# Collected data:
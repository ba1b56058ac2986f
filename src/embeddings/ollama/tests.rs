use super::*;
use serde_json::json;
use wiremock::matchers::{body_partial_json, method, path};
use wiremock::{Mock, MockServer, ResponseTemplate};

fn client_for(server: &MockServer, dimension: usize) -> OllamaClient {
    let address = server.address();
    let config = OllamaConfig {
        host: address.ip().to_string(),
        port: address.port(),
        model: "test-model".to_string(),
        batch_size: 2,
        ..OllamaConfig::default()
    };
    OllamaClient::new(&config, dimension)
        .expect("Failed to create client")
        .with_retry_attempts(1)
}

async fn mount_tags(server: &MockServer, expected_calls: u64) {
    Mock::given(method("GET"))
        .and(path("/api/tags"))
        .respond_with(ResponseTemplate::new(200).set_body_json(json!({
            "models": [
                { "name": "test-model:latest", "size": 274302450, "digest": "abc123" },
                { "name": "other-model:latest" }
            ]
        })))
        .expect(expected_calls)
        .mount(server)
        .await;
}

#[test]
fn client_configuration() {
    let config = OllamaConfig {
        protocol: "http".to_string(),
        host: "test-host".to_string(),
        port: 1234,
        model: "test-model".to_string(),
        batch_size: 128,
        timeout_secs: 30,
    };
    let client = OllamaClient::new(&config, 768).expect("Failed to create client");

    assert_eq!(client.model, "test-model");
    assert_eq!(client.batch_size, 128);
    assert_eq!(client.dimension, 768);
    assert_eq!(client.base_url.host_str(), Some("test-host"));
    assert_eq!(client.base_url.port(), Some(1234));
    assert_eq!(client.retry_attempts, DEFAULT_RETRY_ATTEMPTS);
    assert!(!client.model_ready.load(Ordering::Acquire));
}

#[test]
fn client_builder_methods() {
    let client = OllamaClient::new(&OllamaConfig::default(), 768)
        .expect("Failed to create client")
        .with_timeout(Duration::from_secs(60))
        .with_retry_attempts(5);

    assert_eq!(client.retry_attempts, 5);
}

#[test]
fn model_name_matching_handles_latest_tag() {
    let client = OllamaClient::new(&OllamaConfig::default(), 768).expect("client");
    assert!(client.matches_model("nomic-embed-text:latest"));

    let config = OllamaConfig {
        model: "nomic-embed-text".to_string(),
        ..OllamaConfig::default()
    };
    let client = OllamaClient::new(&config, 768).expect("client");
    assert!(client.matches_model("nomic-embed-text:latest"));
    assert!(!client.matches_model("mxbai-embed-large:latest"));
}

#[test]
fn empty_text_is_rejected_before_any_request() {
    let config = OllamaConfig {
        host: "127.0.0.1".to_string(),
        port: 9,
        ..OllamaConfig::default()
    };
    let client = OllamaClient::new(&config, 768).expect("client");

    let result = client.embed(&["ok".to_string(), "   ".to_string()]);
    assert!(matches!(result, Err(RagError::Embedding(_))));
}

#[tokio::test]
async fn embeds_in_order_and_checks_model_once() {
    let server = MockServer::start().await;
    mount_tags(&server, 1).await;

    Mock::given(method("POST"))
        .and(path("/api/embed"))
        .and(body_partial_json(json!({ "input": ["first", "second"] })))
        .respond_with(ResponseTemplate::new(200).set_body_json(json!({
            "embeddings": [[1.0, 0.0, 0.0], [0.0, 1.0, 0.0]]
        })))
        .mount(&server)
        .await;

    Mock::given(method("POST"))
        .and(path("/api/embed"))
        .and(body_partial_json(json!({ "input": ["third"] })))
        .respond_with(ResponseTemplate::new(200).set_body_json(json!({
            "embeddings": [[0.0, 0.0, 1.0]]
        })))
        .mount(&server)
        .await;

    let client = client_for(&server, 3);
    let vectors = tokio::task::spawn_blocking(move || {
        let texts = vec![
            "first".to_string(),
            "second".to_string(),
            "third".to_string(),
        ];
        let vectors = client.embed(&texts)?;
        client.embed_query("third")?;
        Ok::<_, RagError>(vectors)
    })
    .await
    .expect("blocking task should not panic")
    .expect("embedding should succeed");

    assert_eq!(
        vectors,
        vec![
            vec![1.0, 0.0, 0.0],
            vec![0.0, 1.0, 0.0],
            vec![0.0, 0.0, 1.0]
        ]
    );
}

#[tokio::test]
async fn missing_model_is_model_unavailable() {
    let server = MockServer::start().await;
    Mock::given(method("GET"))
        .and(path("/api/tags"))
        .respond_with(ResponseTemplate::new(200).set_body_json(json!({
            "models": [{ "name": "other-model:latest" }]
        })))
        .mount(&server)
        .await;

    let client = client_for(&server, 3);
    let result = tokio::task::spawn_blocking(move || client.embed_query("hello"))
        .await
        .expect("blocking task should not panic");

    assert!(matches!(result, Err(RagError::ModelUnavailable(_))));
}

#[tokio::test]
async fn unexpected_dimension_is_model_unavailable() {
    let server = MockServer::start().await;
    mount_tags(&server, 1).await;
    Mock::given(method("POST"))
        .and(path("/api/embed"))
        .respond_with(ResponseTemplate::new(200).set_body_json(json!({
            "embeddings": [[0.5, 0.5]]
        })))
        .mount(&server)
        .await;

    let client = client_for(&server, 3);
    let result = tokio::task::spawn_blocking(move || client.embed_query("hello"))
        .await
        .expect("blocking task should not panic");

    match result {
        Err(RagError::ModelUnavailable(message)) => {
            assert!(message.contains("returned 2 dimensions"), "{message}");
        }
        other => panic!("expected model unavailable, got {other:?}"),
    }
}

#[tokio::test]
async fn client_error_is_not_retried() {
    let server = MockServer::start().await;
    mount_tags(&server, 1).await;
    Mock::given(method("POST"))
        .and(path("/api/embed"))
        .respond_with(ResponseTemplate::new(400).set_body_json(json!({
            "error": "input length exceeds context length"
        })))
        .expect(1)
        .mount(&server)
        .await;

    let client = client_for(&server, 3).with_retry_attempts(3);
    let result = tokio::task::spawn_blocking(move || client.embed_query("hello"))
        .await
        .expect("blocking task should not panic");

    assert!(matches!(result, Err(RagError::Embedding(_))));
}

#[tokio::test]
async fn server_error_is_model_unavailable() {
    let server = MockServer::start().await;
    mount_tags(&server, 1).await;
    Mock::given(method("POST"))
        .and(path("/api/embed"))
        .respond_with(ResponseTemplate::new(503))
        .expect(1)
        .mount(&server)
        .await;

    let client = client_for(&server, 3);
    let result = tokio::task::spawn_blocking(move || client.embed_query("hello"))
        .await
        .expect("blocking task should not panic");

    match result {
        Err(error @ RagError::ModelUnavailable(_)) => assert!(error.is_fatal()),
        other => panic!("expected model unavailable, got {other:?}"),
    }
}

#[tokio::test]
async fn short_response_is_model_unavailable() {
    let server = MockServer::start().await;
    mount_tags(&server, 1).await;
    Mock::given(method("POST"))
        .and(path("/api/embed"))
        .respond_with(ResponseTemplate::new(200).set_body_json(json!({
            "embeddings": [[1.0, 0.0, 0.0]]
        })))
        .mount(&server)
        .await;

    let client = client_for(&server, 3);
    let result = tokio::task::spawn_blocking(move || {
        client.embed(&["first".to_string(), "second".to_string()])
    })
    .await
    .expect("blocking task should not panic");

    assert!(matches!(result, Err(RagError::ModelUnavailable(_))));
}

# Action item:
Of all the lines above, tally those with the word "vectors". Write the total only.

# Answer box:
4